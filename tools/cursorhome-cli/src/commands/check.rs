//! Show the configuration and environment the engine would use.

use std::path::Path;

use cursorhome_common::config::{AppConfig, ShakeStrategy};
use cursorhome_remote_monitor::candidate_paths;

use crate::displays::topology_from_args;

pub fn run(config: &AppConfig, config_path: &Path, displays: Vec<String>) -> anyhow::Result<()> {
    println!("CursorHome Check");
    println!("{}", "=".repeat(50));

    if config_path.exists() {
        println!("[OK] Config: {}", config_path.display());
    } else {
        println!("[--] Config: {} (not found, using defaults)", config_path.display());
    }

    println!();
    println!("Highlight:");
    println!(
        "     {} for {:.1}s, fallback when remote: {:?}",
        if config.highlight.enabled { "enabled" } else { "disabled" },
        config.highlight.duration_secs,
        config.highlight.remote_fallback
    );

    println!();
    let strategy = match config.shake.strategy {
        ShakeStrategy::Heuristic => "heuristic",
        // No platform signal is wired into the CLI.
        ShakeStrategy::Native => "native (unavailable here, heuristic will be used)",
    };
    println!("Shake detection: {}", if config.shake.enabled { strategy } else { "disabled" });
    println!(
        "     sensitivity {:.2}, window {} ms, {} direction changes",
        config.shake.sensitivity, config.shake.window_ms, config.shake.min_direction_changes
    );

    println!();
    if config.remote.enabled {
        let candidates = candidate_paths(&config.remote);
        println!("Remote log candidates ({}):", candidates.len());
        for path in &candidates {
            let mark = if path.is_file() { "[OK]" } else { "[--]" };
            println!("{mark} {}", path.display());
        }
        if !candidates.iter().any(|path| path.is_file()) {
            println!("     No log found yet; the engine will keep looking.");
        }
    } else {
        println!("Remote log monitoring: disabled");
    }

    println!();
    let topology = topology_from_args(&displays)?;
    println!("[OK] Displays: {}", topology.displays().len());
    for display in topology.displays() {
        let b = display.bounds;
        println!(
            "     {} {}x{}+{}+{} {}",
            display.name,
            b.width,
            b.height,
            b.x,
            b.y,
            if display.primary { "(primary)" } else { "" }
        );
    }

    Ok(())
}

- Assignment: Each record needs to be duplicated exactly.

- Problem solution:
filename tools/cursorhome-cli/src/commands/check.rs
//! Show the configuration and environment the engine would use.

use std::path::Path;

use cursorhome_common::config::{AppConfig, ShakeStrategy};
use cursorhome_remote_monitor::candidate_paths;

use crate::displays::topology_from_args;

pub fn run(config: &AppConfig, config_path: &Path, displays: Vec<String>) -> anyhow::Result<()> {
    println!("CursorHome Check");
    println!("{}", "=".repeat(50));

    if config_path.exists() {
        println!("[OK] Config: {}", config_path.display());
    } else {
        println!("[--] Config: {} (not found, using defaults)", config_path.display());
    }

    println!();
    println!("Highlight:");
    println!(
        "     {} for {:.1}s, fallback when remote: {:?}",
        if config.highlight.enabled { "enabled" } else { "disabled" },
        config.highlight.duration_secs,
        config.highlight.remote_fallback
    );

    println!();
    let strategy = match config.shake.strategy {
        ShakeStrategy::Heuristic => "heuristic",
        // No platform signal is wired into the CLI.
        ShakeStrategy::Native => "native (unavailable here, heuristic will be used)",
    };
    println!("Shake detection: {}", if config.shake.enabled { strategy } else { "disabled" });
    println!(
        "     sensitivity {:.2}, window {} ms, {} direction changes",
        config.shake.sensitivity, config.shake.window_ms, config.shake.min_direction_changes
    );

    println!();
    if config.remote.enabled {
        let candidates = candidate_paths(&config.remote);
        println!("Remote log candidates ({}):", candidates.len());
        for path in &candidates {
            let mark = if path.is_file() { "[OK]" } else { "[--]" };
            println!("{mark} {}", path.display());
        }
        if !candidates.iter().any(|path| path.is_file()) {
            println!("     No log found yet; the engine will keep looking.");
        }
    } else {
        println!("Remote log monitoring: disabled");
    }

    println!();
    let topology = topology_from_args(&displays)?;
    println!("[OK] Displays: {}", topology.displays().len());
    for display in topology.displays() {
        let b = display.bounds;
        println!(
            "     {} {}x{}+{}+{} {}",
            display.name,
            b.width,
            b.height,
            b.x,
            b.y,
            if display.primary { "(primary)" } else { "" }
        );
    }

    Ok(())
}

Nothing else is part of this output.